Investigating the effects of aspirin on colorectal cancer cell metabolism

Abstract

Colorectal cancer (CRC) is the second highest cause of cancer-related mortality in the UK and incidence is increasing, particularly in younger patients. 5-year survival rates in CRC cases diagnosed at later stage are particularly low, highlighting a need for effective preventative interventions and improved therapies.

Aspirin has been found in multiple large studies to be effective in reducing CRC risk, particularly when taken for a long period of time. However, potential side[1]effects and complications such as the increased risk of bleeding limit its clinical utility as a prophylactic agent. Further understanding of the mechanisms underlying aspirin’s anti-cancer effects will help optimise benefits from its use, such as improving patient stratification, dosage, timing of treatment and identifying synergistic therapies.

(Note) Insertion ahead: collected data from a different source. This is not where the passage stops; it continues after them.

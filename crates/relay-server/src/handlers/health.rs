//! `GET /health` (spec §6.1).

use std::sync::Arc;

use axum::extract::State;
use axum::Json;

use crate::app::AppState;
use crate::wire::HealthResponse;

pub async fn health(State(state): State<Arc<AppState>>) -> Json<HealthResponse> {
    Json(HealthResponse {
        status: "healthy".to_string(),
        uptime_seconds: state.started_at.elapsed().as_secs(),
        version: state.version.clone(),
    })
}
use thiserror::Error;

#[derive(Debug, Error)]
pub enum OAuthError {
    #[error("oauth flow state not found or expired")]
    FlowStateMissing,

    #[error("csrf state validation failed: user mismatch")]
    UserMismatch,

    #[error("server returned scopes not requested: {0:?}")]
    UnauthorizedScopes(Vec<String>),

    #[error("token endpoint request failed: {0}")]
    TokenExchange(String),

    #[error("token refresh failed: {0}")]
    Refresh(String),

    #[error("stdio transport cannot initiate an OAuth flow")]
    StdioTransportUnsupported,

    #[error("auth_server and redirect_uri must use https (or localhost) under strict-HTTPS validation")]
    InsecureEndpoint,

    #[error("http error: {0}")]
    Http(#[from] reqwest::Error),

    #[error("storage error: {0}")]
    Storage(#[from] relay_storage::StorageError),
}

pub type OAuthResult<T> = Result<T, OAuthError>;
//! OAuth Broker (C7, spec §4.5).
//!
//! Grounded on `original_source/.../auth/oauth_client.py` (`OAuthClient`),
//! `oauth_state_manager.py` (`OAuthStateManager`), and `server_metadata.py`
//! (`AuthServerMetadata`/`ProtectedResourceMetadata`); the discovery cache
//! goes beyond the Python original, whose fetch methods were left as
//! `NotImplementedError` stubs (see DESIGN.md and SPEC_FULL.md §4.5 supplement).

pub mod discovery;
pub mod error;
pub mod flow;
pub mod resource;
pub mod state;

pub use discovery::{AuthServerMetadata, DiscoveryCache, ProtectedResourceMetadata};
pub use error::{OAuthError, OAuthResult};
pub use flow::{AuthorizationParams, OAuthClient};
pub use resource::canonical_resource_uri;
pub use state::{OAuthFlowState, OAuthStateManager};
//! Transport-agnostic MCP client (C6, spec §4.4).
//!
//! Grounded on `astrid-mcp::client`'s transport dispatch and session
//! bookkeeping, adapted to this spec's simpler `{stdio, http}` transport set
//! (SSE is a read-mode of the HTTP transport here, not a third variant) and
//! to this crate's `AuthRequiredError`/elicitation signal shapes.

use std::collections::HashMap;
use std::sync::Arc;

use chrono::Utc;
use relay_core::ids::{ElicitationId, SessionId, UserId};
use relay_core::signal::{ElicitationMode, PendingElicitation};
use relay_oauth::flow::{AuthorizationParams, OAuthClient};
use relay_storage::auth_store::{AuthStorage, build_auth_storage_key};
use relay_storage::discovery_store::{DiscoveryStore, McpSessionHandle, ServerDiscovery};
use serde_json::Value;
use tracing::{info, warn};

use crate::config::{McpServerConfig, Transport};
use crate::error::{McpError, McpResult, auth_required};
use crate::governance_map::ToolAnnotations;
use crate::www_authenticate::parse_www_authenticate_header;

#[derive(Debug, Clone)]
pub struct ToolInfo {
    pub name: String,
    pub description: String,
    pub annotations: ToolAnnotations,
}

/// A live session against one MCP server. Stateless beyond the session id:
/// re-opening simply means "has no mcp_session_id yet."
#[derive(Debug, Clone)]
pub struct Session {
    pub server_name: String,
    pub mcp_session_id: Option<String>,
}

pub enum ToolCallOutcome {
    Success(Value),
    ElicitationRequired(PendingElicitation),
}

pub struct McpClient {
    http: reqwest::Client,
    auth_storage: Arc<dyn AuthStorage>,
    discovery_store: Arc<dyn DiscoveryStore>,
    oauth: Arc<OAuthClient>,
}
//! Parallel agent dispatch and response synthesis (spec §4.8 step 4,
//! §9(d) redesign).
//!
//! The Python original pools sub-agent execution through a `SubAgentPool`
//! actor; this crate drops that indirection (SPEC_FULL.md §9d) in favor of a
//! plain bounded `buffer_unordered` fan-out, since nothing here needs
//! long-lived pooled workers — each dispatched agent call is a single
//! request/response.

use async_trait::async_trait;
use futures::stream::{self, StreamExt};

#[derive(Debug, Clone, PartialEq, Eq)]
pub struct AgentDispatchError {
    pub agent_name: String,
    pub message: String,
}

#[derive(Debug, Clone, PartialEq)]
pub struct AgentDispatchResult {
    pub agent_name: String,
    pub output: String,
}

/// Aggregate of a parallel dispatch round. `successes` and `failures` are
/// sorted by agent name (spec §5 "Ordering guarantees": parallel dispatch is
/// deterministic in the set of inputs, sorted by agent name before
/// synthesis), independent of the arbitrary completion order of the fan-out.
#[derive(Debug, Clone, PartialEq, Default)]
pub struct ParallelExecutionResult {
    pub successes: Vec<AgentDispatchResult>,
    pub failures: Vec<AgentDispatchError>,
}

/// One agent invocation, abstracted so dispatch doesn't depend on the kernel
/// or runtime crates (this crate only knows how to fan a call out and
/// collect results, not how to build a kernel for it).
#[async_trait]
pub trait AgentInvoker: Send + Sync {
    async fn invoke(&self, agent_name: &str, message: &str) -> Result<String, String>;
}

pub async fn dispatch_parallel(
    invoker: &dyn AgentInvoker,
    agent_names: &[String],
    message: &str,
    max_concurrency: usize,
) -> ParallelExecutionResult {
    let bounded = max_concurrency.max(1);
    let outcomes: Vec<(String, Result<String, String>)> = stream::iter(agent_names.iter().cloned())
        .map(|agent_name| {
            let message = message.to_string();
            async move {
                let result = invoker.invoke(&agent_name, &message).await;
                (agent_name, result)
            }
        })
        .buffer_unordered(bounded)
        .collect()
        .await;

    let mut result = ParallelExecutionResult::default();
    for (agent_name, outcome) in outcomes {
        match outcome {
            Ok(output) => result.successes.push(AgentDispatchResult { agent_name, output }),
            Err(message) => result.failures.push(AgentDispatchError { agent_name, message }),
        }
    }
    result.successes.sort_by(|a, b| a.agent_name.cmp(&b.agent_name));
    result.failures.sort_by(|a, b| a.agent_name.cmp(&b.agent_name));
    result
}

/// Combines multiple agent outputs into one response. Concrete synthesis
/// prompts are a deployment concern; this trait is the seam (mirrors
/// `relay_llm::LlmProvider`'s boundary pattern for pluggable model logic).
#[async_trait]
pub trait ResponseSynthesizer: Send + Sync {
    async fn synthesize(&self, results: &ParallelExecutionResult) -> Result<String, String>;
}

/// Joins a parallel execution round into a single response, falling back to
/// the single best (first, since `successes` is already sorted) result if
/// the configured synthesizer fails or produces nothing usable (spec §4.8
/// step 4 "single-best-result fallback").
pub async fn synthesize_with_fallback(
    synthesizer: &dyn ResponseSynthesizer,
    results: &ParallelExecutionResult,
) -> Option<String> {
    if results.successes.is_empty() {
        return None;
    }
    match synthesizer.synthesize(results).await {
        Ok(text) if !text.trim().is_empty() => Some(text),
        _ => results.successes.first().map(|r| r.output.clone()),
    }
}

#[cfg(test)]
mod tests {
    use super::*;

    struct EchoInvoker;

    #[async_trait]
    impl AgentInvoker for EchoInvoker {
        async fn invoke(&self, agent_name: &str, message: &str) -> Result<String, String> {
            if agent_name == "broken-agent" {
                Err("boom".to_string())
            } else {
                Ok(format!("{agent_name}: {message}"))
            }
        }
    }

    #[tokio::test]
    async fn successes_and_failures_are_sorted_by_agent_name() {
        let invoker = EchoInvoker;
        let agents = vec![
            "zeta-agent".to_string(),
            "alpha-agent".to_string(),
            "broken-agent".to_string(),
        ];
        let result = dispatch_parallel(&invoker, &agents, "hi", 2).await;
        assert_eq!(result.successes[0].agent_name, "alpha-agent");
        assert_eq!(result.successes[1].agent_name, "zeta-agent");
        assert_eq!(result.failures[0].agent_name, "broken-agent");
    }

    struct FailingSynthesizer;

    #[async_trait]
    impl ResponseSynthesizer for FailingSynthesizer {
        async fn synthesize(&self, _results: &ParallelExecutionResult) -> Result<String, String> {
            Err("synthesis unavailable".to_string())
        }
    }

    #[tokio::test]
    async fn synthesis_failure_falls_back_to_first_success() {
        let results = ParallelExecutionResult {
            successes: vec![
                AgentDispatchResult {
                    agent_name: "alpha-agent".to_string(),
                    output: "alpha result".to_string(),
                },
            ],
            failures: Vec::new(),
        };
        let synthesized = synthesize_with_fallback(&FailingSynthesizer, &results).await;
        assert_eq!(synthesized.as_deref(), Some("alpha result"));
    }

    #[tokio::test]
    async fn no_successes_yields_no_synthesis() {
        let results = ParallelExecutionResult::default();
        let synthesized = synthesize_with_fallback(&FailingSynthesizer, &results).await;
        assert!(synthesized.is_none());
    }
}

In order to identify novel mechanisms of long-term aspirin exposure, CRC cell lines were previously treated with aspirin long-term (52 weeks). Proteomic analysis of these cells highlighted a potential role for aspirin in regulating cellular metabolism. Metabolic reprogramming is a key aspect of cancer cell biology and work is ongoing to identify methods of targeting cellular metabolism for cancer therapy. Therefore, the focus of this thesis is the role of aspirin in regulating cancer cell metabolism and investigating metabolic vulnerabilities that could be exploited to increase the efficacy of existing therapies.

This project describes the effect of long-term aspirin on regulation of a number of key metabolic enzymes, as well as causing a shift in nutrient utilisation and TCA cycle carbon sources. It was found that aspirin inhibits glutaminolysis and increases utilisation of glucose. Based on these findings, aspirin was subsequently found to increase sensitivity of CRC cell lines to metabolic inhibitors, most notably CB-839, which is currently in clinical trials for a number of different cancer types. This effect was maintained in physiological cell culture medium, suggesting it is likely to be applicable to in vivo conditions.

Findings from this project have highlighted in detail a novel mechanism of action of aspirin on CRC cells, potentially contributing to its function in cancer prevention. Results also suggest that combining aspirin with CB-839 may be an effective clinical approach for treatment of advanced CRC, supporting future clinical trials in patients who currently have limited effective therapeutic options.